Informações da Organização Pan-Americana da Saúde – OPAS apontam que cerca de 800 mil pessoas morrem por suicídio todos os anos. Para cada caso, há ainda mais notificações de tentativas. Solidão, decorrente da necessidade de distanciamento social, e incertezas trazidas pela proliferação da Covid-19 são alguns dos principais fatores para o agravamento do cenário.
Apesar de não haver levantamento específico a respeito, houve um aumento no número de casos de suicídio, bem como de tentativas, segundo relatos de socorristas do Serviço de Atendimento Móvel de Urgência – SAMU no Estado de São Paulo. Foi o que revelou reportagem do jornalista Leonardo Sakamoto no portal Uol, em maio.
Bomba-relógio
Segundo a psicanalista Claudia Pretti Vasconcellos Pellegrini, vice-diretora de Relações Interdisciplinares do Instituto Brasileiro de Direito de Família – IBDFAM, houve um aumento significativo não só em casos de suicídio, mas também de tentativas, além de um crescimento na busca por informações sobre o tema por meio da internet. Ela diz que, para quem já manifestava tendência a atentar contra a própria vida, o momento de pandemia se transformou em uma “bomba-relógio”.

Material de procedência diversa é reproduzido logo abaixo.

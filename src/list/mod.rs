//! Allow/deny list overrides.
//!
//! A deny entry, if present and unexpired, overrides everything else and is
//! checked before allow. An allow entry bypasses limit checks but not
//! request logging. Entries with an expiry in the past behave as absent and
//! are eventually purged by the retention sweeper.

use crate::error::{LimiterError, Result};
use crate::identity::{Identity, IdentityClass};
use async_trait::async_trait;
use dashmap::DashMap;
use serde::{Deserialize, Serialize};
use std::sync::atomic::{AtomicU64, Ordering};
use tracing::debug;

/// Which way a list entry overrides enforcement
#[derive(Debug, Clone, Copy, PartialEq, Eq, Serialize, Deserialize)]
#[serde(rename_all = "lowercase")]
pub enum ListKind {
    Allow,
    Deny,
}

/// One allow/deny entry
#[derive(Debug, Clone, Serialize, Deserialize)]
pub struct ListEntry {
    pub id: u64,
    /// Raw identifier the entry targets, e.g. `1.2.3.4` or a user id
    pub identifier: String,
    pub identifier_type: IdentityClass,
    pub kind: ListKind,
    #[serde(default)]
    pub reason: Option<String>,
    /// Unix seconds; unset means the entry never expires
    #[serde(default)]
    pub expires_at: Option<u64>,
    pub created_at: u64,
}

impl ListEntry {
    fn expired(&self, now: u64) -> bool {
        matches!(self.expires_at, Some(at) if at <= now)
    }

    fn matches(&self, identity: &Identity) -> bool {
        self.identifier_type == identity.class
            && identity.value == prefixed(self.identifier_type, &self.identifier)
    }
}

/// Entry fields supplied on add
#[derive(Debug, Clone, Serialize, Deserialize)]
pub struct ListEntrySpec {
    pub identifier: String,
    pub identifier_type: IdentityClass,
    pub kind: ListKind,
    #[serde(default)]
    pub reason: Option<String>,
    #[serde(default)]
    pub expires_at: Option<u64>,
}

fn prefixed(class: IdentityClass, identifier: &str) -> String {
    match class {
        IdentityClass::ApiKey => format!("key:{}", identifier),
        IdentityClass::User => format!("user:{}", identifier),
        IdentityClass::Ip => format!("ip:{}", identifier),
    }
}

/// Store of allow/deny entries
#[async_trait]
pub trait ListStore: Send + Sync {
    /// Add an entry; unique per `(identifier, identifier_type, kind)`
    async fn add(&self, spec: ListEntrySpec, now: u64) -> Result<ListEntry>;

    async fn remove(&self, id: u64) -> Result<()>;

    /// All entries, optionally filtered by kind
    async fn list(&self, kind: Option<ListKind>) -> Result<Vec<ListEntry>>;

    /// The effective override for this identity, expiry-aware.
    /// Deny wins over allow when both are present.
    async fn lookup(&self, identity: &Identity, now: u64) -> Result<Option<ListKind>>;

    /// Delete expired entries; idempotent, returns the number removed
    async fn purge_expired(&self, now: u64) -> Result<u64>;
}

/// In-memory list store
pub struct MemoryListStore {
    entries: DashMap<u64, ListEntry>,
    next_id: AtomicU64,
}

impl MemoryListStore {
    pub fn new() -> Self {
        Self {
            entries: DashMap::new(),
            next_id: AtomicU64::new(1),
        }
    }
}

impl Default for MemoryListStore {
    fn default() -> Self {
        Self::new()
    }
}

#[async_trait]
impl ListStore for MemoryListStore {
    async fn add(&self, spec: ListEntrySpec, now: u64) -> Result<ListEntry> {
        if spec.identifier.is_empty() {
            return Err(LimiterError::Config(
                "List entry identifier cannot be empty".to_string(),
            ));
        }

        let duplicate = self.entries.iter().any(|e| {
            e.identifier == spec.identifier
                && e.identifier_type == spec.identifier_type
                && e.kind == spec.kind
        });
        if duplicate {
            return Err(LimiterError::DuplicateListEntry(spec.identifier));
        }

        let id = self.next_id.fetch_add(1, Ordering::Relaxed);
        let entry = ListEntry {
            id,
            identifier: spec.identifier,
            identifier_type: spec.identifier_type,
            kind: spec.kind,
            reason: spec.reason,
            expires_at: spec.expires_at,
            created_at: now,
        };
        self.entries.insert(id, entry.clone());
        Ok(entry)
    }

    async fn remove(&self, id: u64) -> Result<()> {
        self.entries
            .remove(&id)
            .map(|_| ())
            .ok_or(LimiterError::ListEntryNotFound(id))
    }

    async fn list(&self, kind: Option<ListKind>) -> Result<Vec<ListEntry>> {
        let mut entries: Vec<ListEntry> = self
            .entries
            .iter()
            .filter(|e| kind.map_or(true, |k| e.kind == k))
            .map(|e| e.value().clone())
            .collect();
        entries.sort_by_key(|e| e.id);
        Ok(entries)
    }

    async fn lookup(&self, identity: &Identity, now: u64) -> Result<Option<ListKind>> {
        let mut allowed = false;
        for entry in self.entries.iter() {
            if entry.expired(now) || !entry.matches(identity) {
                continue;
            }
            match entry.kind {
                ListKind::Deny => return Ok(Some(ListKind::Deny)),
                ListKind::Allow => allowed = true,
            }
        }
        Ok(allowed.then_some(ListKind::Allow))
    }

    async fn purge_expired(&self, now: u64) -> Result<u64> {
        let removed = AtomicU64::new(0);
        self.entries.retain(|_, entry| {
            if entry.expired(now) {
                removed.fetch_add(1, Ordering::Relaxed);
                false
            } else {
                true
            }
        });

        let removed = removed.into_inner();
        if removed > 0 {
            debug!(removed, "Purged expired list entries");
        }
        Ok(removed)
    }
}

“As situações que já estavam presentes na vida das pessoas em risco de cometer suicídio ficaram ainda mais exacerbadas. O período trouxe solidão, estresse, incerteza tanto econômica quanto ao futuro, além da ameaça iminente de morte. Foi notado um aumento intenso, como reação, de crises de ansiedade e de pânico, o que também gerou um terreno fértil para o crescimento das estatísticas de suicídio”, avalia Claudia.

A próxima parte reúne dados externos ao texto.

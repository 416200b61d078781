use super::scripts::COUNTER_INCREMENT_SCRIPT;
use super::{keys_for, CounterKey, CounterStore};
use crate::config::RedisConfig;
use crate::error::{LimiterError, Result};
use crate::window::Granularity;
use async_trait::async_trait;
use redis::{aio::ConnectionManager, AsyncCommands, Script};
use tracing::{debug, info};

/// Redis-backed counter store for deployments where several processes
/// must share one logical set of counters.
///
/// Atomicity comes from Redis itself: the upsert-increment runs as a Lua
/// script, and every row carries a TTL so expired windows purge themselves -
/// `purge_before` is therefore a no-op here.
pub struct RedisCounterStore {
    connection: ConnectionManager,
    prefix: String,
    increment: Script,
}

impl RedisCounterStore {
    /// Connect to Redis and prepare the increment script
    pub async fn new(config: &RedisConfig) -> Result<Self> {
        let client = redis::Client::open(config.url.as_str())
            .map_err(|e| LimiterError::Config(format!("Failed to create Redis client: {}", e)))?;

        let connection = ConnectionManager::new(client)
            .await
            .map_err(|e| LimiterError::Config(format!("Failed to connect to Redis: {}", e)))?;

        info!(url = %config.url, "Connected Redis counter store");

        Ok(Self {
            connection,
            prefix: config.prefix.clone(),
            increment: Script::new(COUNTER_INCREMENT_SCRIPT),
        })
    }

    fn redis_key(&self, key: &CounterKey) -> String {
        format!("{}{}", self.prefix, key.to_store_key())
    }

    /// Test the Redis connection
    pub async fn ping(&self) -> Result<()> {
        let mut conn = self.connection.clone();
        redis::cmd("PING")
            .query_async::<_, ()>(&mut conn)
            .await
            .map_err(|e| LimiterError::StoreUnavailable(format!("Redis ping failed: {}", e)))
    }
}

#[async_trait]
impl CounterStore for RedisCounterStore {
    async fn get(
        &self,
        identifier: &str,
        endpoint: &str,
        granularity: Granularity,
        now: u64,
    ) -> Result<u64> {
        let key = self.redis_key(&CounterKey::current(identifier, endpoint, granularity, now));
        let mut conn = self.connection.clone();

        let count: Option<u64> = conn
            .get(&key)
            .await
            .map_err(|e| LimiterError::StoreUnavailable(format!("Redis read failed: {}", e)))?;

        Ok(count.unwrap_or(0))
    }

    async fn increment_all(&self, identifier: &str, endpoint: &str, now: u64) -> Result<()> {
        let mut conn = self.connection.clone();

        for key in keys_for(identifier, endpoint, now) {
            // Keep the row around for a full extra window so the reporter
            // can still read it right after a rollover
            let ttl = key.granularity.secs() * 2;
            let redis_key = self.redis_key(&key);

            let count: u64 = self
                .increment
                .key(&redis_key)
                .arg(ttl)
                .invoke_async(&mut conn)
                .await
                .map_err(|e| {
                    LimiterError::StoreUnavailable(format!("Redis increment failed: {}", e))
                })?;

            debug!(key = %redis_key, count, "Incremented counter");
        }

        Ok(())
    }

    async fn purge_before(&self, _cutoff: u64) -> Result<u64> {
        // Rows expire via their TTL
        Ok(0)
    }
}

A necessidade de manter o distanciamento social, quando não leva à completa solidão, pode acirrar conflitos intrafamiliares, como tem acontecido em tantos lares. “O isolamento em família trouxe diversos efeitos colaterais. Se, por um lado, o encontro entre os familiares pôde resgatar alguns sentimentos, por outro, trouxe também à tona muitas dificuldades”, aponta a psicanalista.

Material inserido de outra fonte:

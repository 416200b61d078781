use quotaguard::{config::LimiterConfig, init_tracing, run};
use std::env;
use std::process;

#[tokio::main]
async fn main() {
    init_tracing();

    // Config file path from the command line, or defaults throughout
    let config = match env::args().nth(1) {
        Some(path) => match LimiterConfig::from_file(&path) {
            Ok(cfg) => cfg,
            Err(e) => {
                eprintln!("Failed to load configuration from {}: {}", path, e);
                eprintln!("Usage: quotaguard [config_file]");
                process::exit(1);
            }
        },
        None => LimiterConfig::default(),
    };

    if let Err(e) = run(config).await {
        eprintln!("Limiter error: {}", e);
        process::exit(1);
    }
}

Ela atenta que o problema não diz respeito apenas a quem tem um quadro de patologia relacionada à saúde mental. “Há também grupos de risco, como vítimas de violência e bullying, usuário de drogas. Além disso, uma das características da nossa atualidade diz respeito a uma certa impulsividade e intolerância com os limites e as frustrações. Na contemporaneidade, alguns fatores deixam os sujeitos com menos recursos para se defender desses atos impulsivos frente a situações de angústia”, diz.
Elaboração simbólica
O momento, com tantos agravantes, acentua a importância do Setembro Amarelo. “Exatamente por ser visto como um tabu, é de extrema importância falar sobre o suicídio de forma clara, ampla e aprofundada. A Psicanálise nos ensina que quando falamos sobre algo, isto perde sua força e ganha o caminho de uma elaboração simbólica”, explica Claudia Pretti.
“Tristeza, depressão, melancolia, lutos ainda não elaborados, a vontade de morrer e tantas outras situações de desamparo e de tristeza em que a pessoa pode se encontrar precisam ser abordadas para que encontrem uma via de elaboração simbólica, permitindo a construção de saídas que não sejam o encontro com a morte. É preciso ter informações que permitam intervenções, além de percepções a respeito do suicídio”, acrescenta a psicanalista.
Ela ressalta que o Setembro Amarelo lança luz sobre como podemos dar suporte a essas pessoas em desamparo, permitindo seu acolhimento sem julgamentos. “Sabe-se que nove entre 10 casos de suicídio poderiam ter sido prevenidos se tivessem sido detectados e encaminhados para o tratamento adequado, seja ele psiquiátrico, psicanalítico ou psicológico. Não se trata de aconselhamento. Não adianta dizer ‘é bobagem’ ou ‘comigo seria diferente’, porque isso não ajuda.”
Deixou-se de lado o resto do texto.